Mais, si importantes soient-elles, ces réunions d’étude ne constituent qu’un aspect de tous les facteurs qui doivent conduire réellement aux solutions que l’on est en droit d’attendre. Il serait en effet illusoire, dans ce domaine, de chercher à toujours mieux connaître les données des problèmes et de découvrir des solutions à ces problèmes si l’on devait se contenter d’en conserver seulement une satisfaction de l’esprit ; il ne serait pas raisonnable de s’offrir le luxe de mettre en œuvre tous les moyens qui permettent de connaître aussi bien un tel sujet sous tous ses aspects et les meilleurs solutions qui peuvent être retenues, si l’on n’avait pas en même temps la ferme intention de mettre en œuvre ces solutions ; le courage aussi, car celles-ci conduiront sans aucun doute à une modification importante de nos conditions de vie et probablement à une diminution du confort auquel nous sommes habitués. Une telle politique ne pourrait, tôt ou tard, se traduire que par un sentiment de culpabilité et certainement par une accusation des générations futures qui ne manqueraient pas de relever, de souligner et d’accuser notre imprévoyance.

Il ne faut pas oublier en effet que nous nous précipitons à des vitesses sans cesse croissante vers des horizons que l’on dit apocalyptiques, que l’on dessine avec toujours de plus en plus de précisions.

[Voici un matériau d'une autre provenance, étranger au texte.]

//! Workers backed by shell commands.

use super::process::run_with_input;
use async_trait::async_trait;
use council_application::ports::worker::{Worker, WorkerError, WorkerTemplate};
use council_domain::core::string::truncate;
use council_domain::{WorkerId, WorkerView};
use std::sync::Arc;
use tracing::debug;

/// Bytes of each earlier result shown in the context preamble
const PREAMBLE_RESULT_BYTES: usize = 1024;

/// Runs `sh -c <command>` with the task on stdin; stdout is the answer.
///
/// When the worker's view holds earlier step results, a short context
/// preamble is written before the task. The worker id is exported as
/// `COUNCIL_WORKER_ID`.
#[derive(Debug, Clone)]
pub struct CommandWorker {
    id: WorkerId,
    command: String,
    include_context: bool,
}

impl CommandWorker {
    pub fn new(id: WorkerId, command: impl Into<String>) -> Self {
        Self {
            id,
            command: command.into(),
            include_context: true,
        }
    }

    pub fn without_context(mut self) -> Self {
        self.include_context = false;
        self
    }

    pub fn command(&self) -> &str {
        &self.command
    }

    fn render_input(&self, task: &str, view: &WorkerView) -> String {
        if !self.include_context || view.results().is_empty() {
            return task.to_string();
        }
        let mut input = String::from("## Context\n");
        for result in view.results() {
            input.push_str(&format!(
                "\n### step:{} ({:?})\n{}\n",
                result.step_name,
                result.status,
                result.output.preview(PREAMBLE_RESULT_BYTES)
            ));
        }
        input.push_str("\n## Task\n");
        input.push_str(task);
        input
    }
}

#[async_trait]
impl Worker for CommandWorker {
    fn id(&self) -> &WorkerId {
        &self.id
    }

    async fn submit(&self, task: &str, view: &WorkerView) -> Result<String, WorkerError> {
        let input = self.render_input(task, view);
        let output = run_with_input(&self.command, &input, &[("COUNCIL_WORKER_ID", self.id.as_str())])
            .await
            .map_err(|e| WorkerError::Failed(e.to_string()))?;

        let answer = output.trim();
        if answer.is_empty() {
            return Err(WorkerError::Failed(format!(
                "'{}' produced no output",
                truncate(&self.command, 60)
            )));
        }
        debug!(worker = %self.id, bytes = answer.len(), "Command worker answered");
        Ok(answer.to_string())
    }
}

/// Template for split steps: every instance runs the same command
#[derive(Debug, Clone)]
pub struct CommandWorkerTemplate {
    name: WorkerId,
    command: String,
}

impl CommandWorkerTemplate {
    pub fn new(name: WorkerId, command: impl Into<String>) -> Self {
        Self {
            name,
            command: command.into(),
        }
    }
}

impl WorkerTemplate for CommandWorkerTemplate {
    fn name(&self) -> &WorkerId {
        &self.name
    }

    fn instantiate(&self, id: WorkerId) -> Arc<dyn Worker> {
        Arc::new(CommandWorker::new(id, self.command.clone()))
    }
}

Nous connaissons le danger et en même temps nous constatons notre impuissance. Qui va freiner notre véhicule ? Qui va l’orienter vers d’autres directions ?

Il faut donc agir et agir vite. Mais comment ? Pour rentrer et dégager une solution, rappelons d’abord les rouages de la mécanique en jeu.

A la base de l’évolution à laquelle nous assistons, il y a d’abord la recherche fondamentale qui nous permet de découvrir de grandes lois de la nature ; la connaissance de ces lois permet ensuite à la recherche appliquée d’inventer des produits nouveaux, de mettre au point des méthodes nouvelles qui sont ensuite utilisées par les entreprises du secteur industriel dans le but d’améliorer les conditions matérielles de notre existence.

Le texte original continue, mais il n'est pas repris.